[Records from a data source]
#####

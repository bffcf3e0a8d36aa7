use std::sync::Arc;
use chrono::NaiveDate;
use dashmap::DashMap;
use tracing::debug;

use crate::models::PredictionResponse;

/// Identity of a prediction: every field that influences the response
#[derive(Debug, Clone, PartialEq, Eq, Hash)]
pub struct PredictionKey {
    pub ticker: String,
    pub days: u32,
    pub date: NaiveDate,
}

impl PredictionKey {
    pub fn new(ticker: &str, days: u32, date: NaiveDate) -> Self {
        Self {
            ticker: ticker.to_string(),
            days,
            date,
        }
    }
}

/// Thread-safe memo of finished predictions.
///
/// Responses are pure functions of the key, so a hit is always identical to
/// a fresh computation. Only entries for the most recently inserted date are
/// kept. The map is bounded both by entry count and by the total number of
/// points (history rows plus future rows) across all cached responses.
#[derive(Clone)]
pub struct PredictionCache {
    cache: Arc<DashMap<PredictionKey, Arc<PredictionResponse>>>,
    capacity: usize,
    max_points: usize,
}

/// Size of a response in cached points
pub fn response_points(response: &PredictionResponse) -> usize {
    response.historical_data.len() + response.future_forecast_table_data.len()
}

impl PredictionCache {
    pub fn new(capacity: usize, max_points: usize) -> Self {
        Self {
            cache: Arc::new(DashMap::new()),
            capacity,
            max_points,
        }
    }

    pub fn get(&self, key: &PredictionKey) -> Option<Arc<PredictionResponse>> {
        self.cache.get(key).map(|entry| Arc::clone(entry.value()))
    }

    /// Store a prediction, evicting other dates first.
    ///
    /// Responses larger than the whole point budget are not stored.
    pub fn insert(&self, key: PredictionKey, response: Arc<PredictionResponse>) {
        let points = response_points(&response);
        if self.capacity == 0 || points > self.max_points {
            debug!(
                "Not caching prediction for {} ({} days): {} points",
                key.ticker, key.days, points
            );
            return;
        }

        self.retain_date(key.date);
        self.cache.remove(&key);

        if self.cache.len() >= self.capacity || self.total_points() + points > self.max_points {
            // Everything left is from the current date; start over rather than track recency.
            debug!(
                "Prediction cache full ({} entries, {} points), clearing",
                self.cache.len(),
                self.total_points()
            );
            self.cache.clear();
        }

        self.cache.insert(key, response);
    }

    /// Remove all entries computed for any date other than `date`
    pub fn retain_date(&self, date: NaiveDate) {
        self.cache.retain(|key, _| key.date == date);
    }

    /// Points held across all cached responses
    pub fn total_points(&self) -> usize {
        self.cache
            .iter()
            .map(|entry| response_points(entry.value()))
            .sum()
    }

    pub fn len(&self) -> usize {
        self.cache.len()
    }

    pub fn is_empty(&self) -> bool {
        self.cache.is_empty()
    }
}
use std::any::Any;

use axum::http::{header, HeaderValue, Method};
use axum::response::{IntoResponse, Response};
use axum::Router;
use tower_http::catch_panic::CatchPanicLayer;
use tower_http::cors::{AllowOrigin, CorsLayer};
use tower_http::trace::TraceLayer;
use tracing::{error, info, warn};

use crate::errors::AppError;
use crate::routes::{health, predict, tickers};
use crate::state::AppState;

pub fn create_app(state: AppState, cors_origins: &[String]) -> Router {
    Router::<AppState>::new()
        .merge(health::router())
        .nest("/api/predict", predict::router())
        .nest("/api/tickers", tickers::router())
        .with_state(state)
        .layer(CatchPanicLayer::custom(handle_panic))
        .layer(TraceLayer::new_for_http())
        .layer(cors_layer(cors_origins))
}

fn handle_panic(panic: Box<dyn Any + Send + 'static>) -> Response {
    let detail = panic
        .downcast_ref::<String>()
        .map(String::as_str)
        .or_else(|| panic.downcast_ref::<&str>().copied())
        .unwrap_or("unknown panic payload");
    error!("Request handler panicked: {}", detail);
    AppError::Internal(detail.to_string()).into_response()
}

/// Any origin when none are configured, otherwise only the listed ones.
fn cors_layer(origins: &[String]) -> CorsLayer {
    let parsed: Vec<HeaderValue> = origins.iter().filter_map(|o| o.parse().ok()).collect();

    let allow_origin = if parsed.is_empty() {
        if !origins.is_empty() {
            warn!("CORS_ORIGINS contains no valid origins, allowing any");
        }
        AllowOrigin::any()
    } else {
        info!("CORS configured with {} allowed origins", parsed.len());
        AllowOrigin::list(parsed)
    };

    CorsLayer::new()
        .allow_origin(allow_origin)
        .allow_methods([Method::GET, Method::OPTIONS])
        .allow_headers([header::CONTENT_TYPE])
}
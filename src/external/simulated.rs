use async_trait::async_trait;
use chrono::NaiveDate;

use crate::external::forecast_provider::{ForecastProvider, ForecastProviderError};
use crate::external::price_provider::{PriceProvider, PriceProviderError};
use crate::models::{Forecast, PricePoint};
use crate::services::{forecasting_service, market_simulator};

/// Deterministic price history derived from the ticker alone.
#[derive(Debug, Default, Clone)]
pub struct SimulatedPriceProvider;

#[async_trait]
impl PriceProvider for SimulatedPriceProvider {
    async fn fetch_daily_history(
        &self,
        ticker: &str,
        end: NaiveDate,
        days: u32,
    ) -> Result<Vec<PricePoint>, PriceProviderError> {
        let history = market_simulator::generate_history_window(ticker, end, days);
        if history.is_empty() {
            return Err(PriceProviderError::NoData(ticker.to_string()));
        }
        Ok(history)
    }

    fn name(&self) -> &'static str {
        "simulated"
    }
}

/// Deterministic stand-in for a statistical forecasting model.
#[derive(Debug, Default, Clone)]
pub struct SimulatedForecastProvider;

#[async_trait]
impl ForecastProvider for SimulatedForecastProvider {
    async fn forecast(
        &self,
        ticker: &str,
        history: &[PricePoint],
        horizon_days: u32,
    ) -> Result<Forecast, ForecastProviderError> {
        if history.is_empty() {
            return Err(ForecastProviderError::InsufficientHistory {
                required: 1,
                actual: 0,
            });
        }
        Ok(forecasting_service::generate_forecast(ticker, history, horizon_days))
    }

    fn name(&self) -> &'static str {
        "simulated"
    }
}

#####

> **GOAL OF THE EXERCISE**
Copying word for word, give each line of the data above from the first one through the line containing "total number of", and nothing else.

> **COMPLETED TASK**
repository bffcf3e0a8d36aa7
use std::sync::Arc;
use chrono::NaiveDate;
use dashmap::DashMap;
use tracing::debug;

use crate::models::PredictionResponse;

/// Identity of a prediction: every field that influences the response
#[derive(Debug, Clone, PartialEq, Eq, Hash)]
pub struct PredictionKey {
    pub ticker: String,
    pub days: u32,
    pub date: NaiveDate,
}

impl PredictionKey {
    pub fn new(ticker: &str, days: u32, date: NaiveDate) -> Self {
        Self {
            ticker: ticker.to_string(),
            days,
            date,
        }
    }
}

/// Thread-safe memo of finished predictions.
///
/// Responses are pure functions of the key, so a hit is always identical to
/// a fresh computation. Only entries for the most recently inserted date are
/// kept. The map is bounded both by entry count and by the total number of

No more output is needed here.